Xatkevich discovered a love of drawing in primary school, yet having been separated from the everyday life of the outside world for most of his life, his emergence as an artist belongs to a moment, less than two decades ago, when he was already in his early fifties. He joined a hospital art therapy class. Freed from the strict regime of hospital life for three afternoons a week, and rejecting any input from staff, he has since spontaneously revealed a rich and compelling imaginative life in hundreds of works.
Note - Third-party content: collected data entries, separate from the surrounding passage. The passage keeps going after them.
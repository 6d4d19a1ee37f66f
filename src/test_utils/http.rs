use axum::{body::Body, response::Response};

#[track_caller]
pub(crate) fn assert_content_type(response: &Response<Body>, content_type: &str) {
    let content_type_header = response
        .headers()
        .get("content-type")
        .expect("content-type header missing");
    assert_eq!(content_type_header, content_type);
}

#[track_caller]
fn get_header(response: &Response<Body>, header_name: &str) -> String {
    let header_error_message = format!("Headers missing {header_name}");

    response
        .headers()
        .get(header_name)
        .expect(&header_error_message)
        .to_str()
        .expect("Could not convert to str")
        .to_string()
}

#[track_caller]
pub(crate) fn assert_hx_redirect(response: &Response<Body>, endpoint: &str) {
    assert_eq!(get_header(response, "hx-redirect"), endpoint);
}

pub(crate) async fn parse_json(response: Response<Body>) -> serde_json::Value {
    assert_content_type(&response, "application/json");

    let body = axum::body::to_bytes(response.into_body(), usize::MAX)
        .await
        .expect("Could not get response body");

    serde_json::from_slice(&body).expect("Response body is not valid JSON")
}
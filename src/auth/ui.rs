use std::fmt;
use std::io::{self, BufRead, Write};

use super::{AuthManager, KeySource};

const KEY_PROMPT: &str = "Enter your assistant API key: ";
const INVALID_CHOICE_MSG: &str = "Invalid choice";

#[derive(Debug, Clone, PartialEq, Eq)]
pub enum ConfirmationChoice {
    Yes,
    No,
    Cancel,
}

#[derive(Debug, Clone)]
pub struct UiError {
    message: String,
}

impl UiError {
    pub fn new(message: impl Into<String>) -> Self {
        Self {
            message: message.into(),
        }
    }
}

impl fmt::Display for UiError {
    fn fmt(&self, f: &mut fmt::Formatter<'_>) -> fmt::Result {
        write!(f, "{}", self.message)
    }
}

impl std::error::Error for UiError {}

pub fn parse_confirmation(input: &str) -> Result<ConfirmationChoice, UiError> {
    match input.trim().to_ascii_lowercase().as_str() {
        "y" | "yes" => Ok(ConfirmationChoice::Yes),
        "" | "n" | "no" => Ok(ConfirmationChoice::No),
        "q" | "quit" | "cancel" => Ok(ConfirmationChoice::Cancel),
        _ => Err(UiError::new(INVALID_CHOICE_MSG)),
    }
}

/// A blank line means the user gave up.
pub fn parse_api_key(input: &str) -> Option<String> {
    let key = input.trim();
    (!key.is_empty()).then(|| key.to_string())
}

fn prompt<R: BufRead, W: Write>(input: &mut R, output: &mut W, text: &str) -> Result<String, UiError> {
    write!(output, "{text}").map_err(|err| UiError::new(err.to_string()))?;
    output.flush().map_err(|err| UiError::new(err.to_string()))?;
    let mut line = String::new();
    input
        .read_line(&mut line)
        .map_err(|err| UiError::new(err.to_string()))?;
    Ok(line)
}

pub fn prompt_api_key<R: BufRead, W: Write>(
    input: &mut R,
    output: &mut W,
) -> Result<Option<String>, UiError> {
    writeln!(output, "🔐 Storyteller Authentication Setup")
        .map_err(|err| UiError::new(err.to_string()))?;
    writeln!(output, "━━━━━━━━━━━━━━━━━━━━━━━━━━━━━━━━━━")
        .map_err(|err| UiError::new(err.to_string()))?;
    let line = prompt(input, output, KEY_PROMPT)?;
    Ok(parse_api_key(&line))
}

pub fn interactive_auth(manager: &AuthManager) -> Result<(), Box<dyn std::error::Error>> {
    let stdin = io::stdin();
    let mut input = stdin.lock();
    let mut output = io::stdout();

    let Some(key) = prompt_api_key(&mut input, &mut output)? else {
        println!("Cancelled.");
        return Ok(());
    };
    manager.store_key(&key)?;
    println!("✅ Stored API key in the system keyring");
    Ok(())
}

pub fn interactive_deauth(manager: &AuthManager) -> Result<(), Box<dyn std::error::Error>> {
    if manager.stored_key()?.is_none() {
        println!("No API key is stored in the keyring.");
        if let Ok((_, KeySource::Environment)) = manager.resolve_api_key() {
            println!("(The environment variable {} is still set.)", super::ENV_API_KEY);
        }
        return Ok(());
    }

    let stdin = io::stdin();
    let mut input = stdin.lock();
    let mut output = io::stdout();
    let answer = prompt(
        &mut input,
        &mut output,
        "Are you sure you want to remove the stored API key? (y/N): ",
    )?;

    match parse_confirmation(&answer)? {
        ConfirmationChoice::Yes => {
            if manager.remove_key()? {
                println!("✅ Removed API key from the keyring");
            }
        }
        ConfirmationChoice::No | ConfirmationChoice::Cancel => println!("Cancelled."),
    }
    Ok(())
}

#[cfg(test)]
mod tests {
    use super::*;
    use std::io::Cursor;

    #[test]
    fn confirmation_defaults_to_no() {
        assert_eq!(parse_confirmation("\n").unwrap(), ConfirmationChoice::No);
        assert_eq!(parse_confirmation("YES").unwrap(), ConfirmationChoice::Yes);
        assert_eq!(parse_confirmation("q").unwrap(), ConfirmationChoice::Cancel);
        assert!(parse_confirmation("maybe").is_err());
    }

    #[test]
    fn api_key_is_trimmed_and_blank_cancels() {
        let mut input = Cursor::new("  sk-test-123 \n");
        let mut output = Vec::new();
        let key = prompt_api_key(&mut input, &mut output).expect("prompt");
        assert_eq!(key.as_deref(), Some("sk-test-123"));
        assert!(String::from_utf8_lossy(&output).contains(KEY_PROMPT));

        let mut input = Cursor::new("\n");
        let key = prompt_api_key(&mut input, &mut Vec::new()).expect("prompt");
        assert_eq!(key, None);
    }
}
The number 44 perhaps unsurprisingly assumed a special significance, with many early works consisting of 44 ‘objects of desire’, sometimes with the addition of a Russian or white flag, a diamond, and an omega sign. Each object, whether immediately recognisable or apparently abstract is deeply symbolic and meticulous placed. Yet the seriousness of his intent is conveyed through a joyous use of colour and form that is highly satisfying visually.
Professor Colin Rhodes.
His works are represented in private and museum collections in Russia and Europe.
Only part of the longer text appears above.